The executive director of a new outlet covering global health, The Examination, has said there is “no for-profit model” for the kind of work his organisation has set out to do.
Ben Hallman left his role as a senior editor at the International Consortium of Investigative Journalists in December to help build The Examination, which launched on 13 September.
The staff currently consists of 12 people, with plans for three or four more, and has so far published stories on topics including China’s state tobacco monopoly, influencers paid to shape the diets of Tiktok users and the news that lead is even more of a threat to public health than previously believed. Staff at the wholly remote newsroom are concentrated in the US, with three employees set to be based in the UK once the current hiring round has finished.
“There is no for-profit model to do what we’re doing. Just full stop,” Hallman told Press Gazette.
“Which isn’t to say that on any given day somebody from The New York Times or whoever might not do an amazing story on our beat. But to put the kind of resources we’re putting into it – there isn’t a for-profit newsroom that would take this on.”
Asked how long The Examination’s current funding will last, he said: “We have a good foundation of support. Like all non-profits in the media space, of course, we’re seeking additional support. We want to diversify our funding and increase it.”
Hallman said The Examination had just hired its first business development employee, joining from fellow journalism non-profit The City, and that it had a second coming aboard soon. The publisher is still looking for a director of development.
Hallman said: “If we want to survive long term, we have to invest in the money-raising part of the operation.”
The Examination does not have plans to implement a paywall, however. Hallman said: “I think there’s an inherent conflict between doing public interest journalism and also blocking the public from accessing it.”
Who is The Examination for?
Hallman told Press Gazette The Examination is targeting “several audiences” including “a core audience, probably, of people who are already interested in health and health issues – from health practitioners to people that work at NGOs to people in the medical community”.
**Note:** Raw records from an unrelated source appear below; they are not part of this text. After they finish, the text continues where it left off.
//! Run orchestration
//!
//! Sequences a whole batch run: resolve the logical source, prepare the
//! output, create the run record, stream and process records (or drain in
//! bulk), then finalize the run record. The store handle is released on
//! every exit path; a fatal error anywhere outside per-record processing
//! leaves the run record open and surfaces through the returned `Result`.

use anyhow::{Context, Result};
use chrono::Utc;
use serde_json::json;
use std::sync::Arc;
use std::time::Instant;
use tracing::{debug, info, warn};

use siphon_common::clean::deep_clean;

use crate::bookkeeping::{BatchRun, BatchRunStore, FailureStore, BATCH_FAILURES, BATCH_RUNS};
use crate::metrics::{MetricsAggregator, PostIngestMetrics, RunMetrics};
use crate::options::RunOptions;
use crate::pipeline::{build_pipeline, PipelineArgs, StageSource};
use crate::processor::{
    drive_record, Disposition, PostIngestHook, PreIngestHook, RecordContext, RecordProcessor,
};
use crate::store::{ensure_indices, AggregateOptions, DocumentStore, IndexSpec};

/// The run's logical source identifier: a fixed name, or a resolver invoked
/// at the start of each run.
#[derive(Clone)]
pub enum SourceId {
    Fixed(String),
    Resolver(Arc<dyn SourceResolver>),
}

/// Resolves the logical source identifier at run start.
#[async_trait::async_trait]
pub trait SourceResolver: Send + Sync {
    async fn resolve(&self) -> Result<String>;
}

impl SourceId {
    pub fn fixed(source: impl Into<String>) -> Self {
        SourceId::Fixed(source.into())
    }

    async fn resolve(&self) -> Result<String> {
        match self {
            SourceId::Fixed(source) => Ok(source.clone()),
            SourceId::Resolver(resolver) => resolver.resolve().await,
        }
    }
}

/// Static description of an ingest: collections, pipeline, hooks, and the
/// optional per-record processor. Invocation-time knobs live in
/// [`RunOptions`].
pub struct IngestSpec {
    pub initiator: String,
    pub source: SourceId,
    pub input_name: String,
    pub output_name: String,
    pub output_indices: Vec<IndexSpec>,
    /// Static filter; the run's `query` option merges over it.
    pub filter: serde_json::Value,
    pub stages: StageSource,
    pub is_replace: bool,
    pub processor: Option<Arc<dyn RecordProcessor>>,
    pub pre_ingest: Option<Arc<dyn PreIngestHook>>,
    pub post_ingest: Option<Arc<dyn PostIngestHook>>,
}

impl IngestSpec {
    pub fn builder(initiator: impl Into<String>, source: SourceId) -> IngestSpecBuilder {
        IngestSpecBuilder {
            spec: IngestSpec {
                initiator: initiator.into(),
                source,
                input_name: String::new(),
                output_name: String::new(),
                output_indices: Vec::new(),
                filter: json!({}),
                stages: StageSource::Fixed(Vec::new()),
                is_replace: false,
                processor: None,
                pre_ingest: None,
                post_ingest: None,
            },
        }
    }
}

/// Builder for [`IngestSpec`].
pub struct IngestSpecBuilder {
    spec: IngestSpec,
}

impl IngestSpecBuilder {
    pub fn input(mut self, name: impl Into<String>) -> Self {
        self.spec.input_name = name.into();
        self
    }

    pub fn output(mut self, name: impl Into<String>) -> Self {
        self.spec.output_name = name.into();
        self
    }

    pub fn output_indices(mut self, indices: Vec<IndexSpec>) -> Self {
        self.spec.output_indices = indices;
        self
    }

    pub fn filter(mut self, filter: serde_json::Value) -> Self {
        self.spec.filter = filter;
        self
    }

    pub fn stages(mut self, stages: StageSource) -> Self {
        self.spec.stages = stages;
        self
    }

    pub fn replace(mut self, is_replace: bool) -> Self {
        self.spec.is_replace = is_replace;
        self
    }

    pub fn processor(mut self, processor: Arc<dyn RecordProcessor>) -> Self {
        self.spec.processor = Some(processor);
        self
    }

    pub fn pre_ingest(mut self, hook: Arc<dyn PreIngestHook>) -> Self {
        self.spec.pre_ingest = Some(hook);
        self
    }

    pub fn post_ingest(mut self, hook: Arc<dyn PostIngestHook>) -> Self {
        self.spec.post_ingest = Some(hook);
        self
    }

    pub fn build(self) -> IngestSpec {
        self.spec
    }
}

/// The ingestion orchestrator.
pub struct Ingester {
    store: Arc<dyn DocumentStore>,
}

impl Ingester {
    pub fn new(store: Arc<dyn DocumentStore>) -> Self {
        Self { store }
    }

    /// Run an ingest end to end, releasing the store on every exit path.
    ///
    /// This is the top-level error boundary: any failure not isolated by
    /// the per-record path surfaces here.
    pub async fn execute(&self, spec: &IngestSpec, options: RunOptions) -> Result<RunMetrics> {
        let result = self.run(spec, &options).await;
        let closed = self.store.close().await;

        match (result, closed) {
            (Ok(metrics), Ok(())) => Ok(metrics),
            (Ok(_), Err(close_err)) => Err(close_err).context("releasing store"),
            (Err(err), Ok(())) => Err(err),
            (Err(err), Err(close_err)) => {
                warn!(error = %close_err, "failed to release store");
                Err(err)
            }
        }
    }

    async fn run(&self, spec: &IngestSpec, options: &RunOptions) -> Result<RunMetrics> {
        let input_name = options
            .input_name
            .clone()
            .unwrap_or_else(|| spec.input_name.clone());
        let output_name = options
            .output_name
            .clone()
            .unwrap_or_else(|| spec.output_name.clone());
        if input_name.is_empty() || output_name.is_empty() {
            anyhow::bail!("ingest spec requires input and output collection names");
        }

        let source = spec.source.resolve().await.context("resolving source")?;
        let is_replace = options.is_replace.unwrap_or(spec.is_replace);
        let date = options.date;

        info!(
            initiator = %spec.initiator,
            %source,
            input = %input_name,
            output = %output_name,
            is_replace,
            "ingest begin"
        );

        let main_timer = Instant::now();

        let input = self.store.collection(&input_name);
        let output = self.store.collection(&output_name);
        let runs = BatchRunStore::new(self.store.collection(BATCH_RUNS));
        let failures = FailureStore::new(self.store.collection(BATCH_FAILURES));

        // Replace with a processor clears the output up front; without one,
        // the pipeline's own $out stage materializes the result set.
        if is_replace && spec.processor.is_some() {
            let cleared = output
                .delete_many(&json!({}))
                .await
                .context("clearing output collection")?;
            debug!(cleared, output = %output_name, "output cleared for replace run");
        }

        if let Some(hook) = &spec.pre_ingest {
            hook.run(&*output, date).await.context("pre-ingest hook")?;
        }

        ensure_indices(&*output, &spec.output_indices)
            .await
            .context("ensuring output indices")?;

        let count = input.count(&json!({})).await.context("counting source records")?;
        debug!(count, input = %input_name, "source record count");

        let filter = options.resolved_filter(&spec.filter);
        let pipeline = build_pipeline(&PipelineArgs {
            filter: &filter,
            skip: options.skip,
            limit: options.limit,
            stages: &spec.stages,
            date,
            materialize_into: (spec.processor.is_none() && is_replace)
                .then_some(output_name.as_str()),
        });
        debug!(pipeline = %serde_json::Value::Array(pipeline.clone()), "aggregate stages");

        let run = BatchRun {
            initiator: spec.initiator.clone(),
            source: source.clone(),
            input: input_name.clone(),
            output: output_name.clone(),
            begin_date: date,
            end_date: None,
            elapsed_seconds: None,
            // deep_clean gates presence only; the snapshot keeps the raw filter.
            query: deep_clean(&filter).map(|_| filter.to_string()),
            skip: options.skip,
            limit: options.limit,
            is_replace,
            options: serde_json::to_value(options)?,
            metrics: None,
        };
        let batch_id = runs.create(&run).await?;
        debug!(%batch_id, "batch run created");

        let cursor_options = AggregateOptions {
            batch_size: options.batch_size,
            max_time_ms: Some(options.cursor_timeout_ms),
            allow_disk_use: true,
        };
        let mut cursor = input
            .aggregate(&pipeline, cursor_options)
            .await
            .context("opening cursor")?;

        let mut aggregator = MetricsAggregator::new(options.thresh);

        if let Some(processor) = &spec.processor {
            while let Some(record) = cursor.try_next().await? {
                let is_sample = aggregator.begin_record();
                if is_sample {
                    debug!(record = %record, "sample record");
                }

                let ctx = RecordContext {
                    output: &*output,
                    record: &record,
                    source: &source,
                    date,
                    is_sample,
                };
                match drive_record(
                    processor.as_ref(),
                    ctx,
                    &batch_id,
                    &failures,
                    options.fail_on_error,
                )
                .await?
                {
                    Disposition::Succeeded(outcome) => aggregator.record_success(&outcome),
                    Disposition::Isolated => aggregator.record_failure(),
                }

                aggregator.end_record(is_sample);
            }
        } else {
            cursor.drain().await.context("draining cursor")?;
            aggregator.record_bulk_insert(count);
        }

        if let Some(hook) = &spec.post_ingest {
            let outcome = hook
                .run(&*input, &*output, date)
                .await
                .context("post-ingest hook")?;
            if outcome.modified > 0 {
                aggregator.set_post_ingest(PostIngestMetrics {
                    updated: outcome.modified,
                });
            }
        }

        let elapsed_seconds = main_timer.elapsed().as_secs_f64();
        let metrics = aggregator.into_metrics();
        runs.finalize(&batch_id, Utc::now(), elapsed_seconds, &metrics).await?;

        info!(
            %source,
            output = %output_name,
            source_records = count,
            inserted = metrics.inserted,
            updated = metrics.updated,
            scanned = metrics.scanned,
            failed = metrics.failed,
            elapsed_seconds,
            "ingest end"
        );

        Ok(metrics)
    }
}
But he added that “what we’re interested in is reaching audiences in these communities where the harms are disproportionately felt…
“There is a wide range of health threats that are critically under-covered by the Western media, especially. These health threats affect all of us, but disproportionately harm the poor.”
Hallman said The Examination uses a partnership model through which it works with local news outlets in the areas it is covering to deliver stories.
“An ideal collaboration might include a large Western media outlet that has broad reach and audience and, frankly, is read by people with power and influence and the ability to effectuate change. But then also working with a local partner in a place like Cameroon, which is where we’re going to have a story coming up in a few weeks.”
This approach, he said, avoided “parachute journalism” in favour of “working with people who actually understand the communities and the problems we’re going to report on”.
At time of writing The Examination had co-published a story with The Washington Post and another with Guardian US, while the report into China Tobacco was reported alongside Germany’s Der Spiegel and Paper Trail Media, Austria’s Der Standard, and Chinese-language Initium Media.
Given the outlet’s coverage focuses on issues that disproportionately impact marginalised people, Press Gazette asked whether The Examination would be a campaigning organisation.
“I think that there is a line between advocacy and journalism and we want to stay on the right side of that,” Hallman said.
He added that the new outlet wants to “build awareness” and “point to possible solutions” rather than advocate for any specific policies.
“In my career, I found that investigative journalism that very clearly defines a problem, [and] is revelatory in how it does that, is the best way to bring about change.”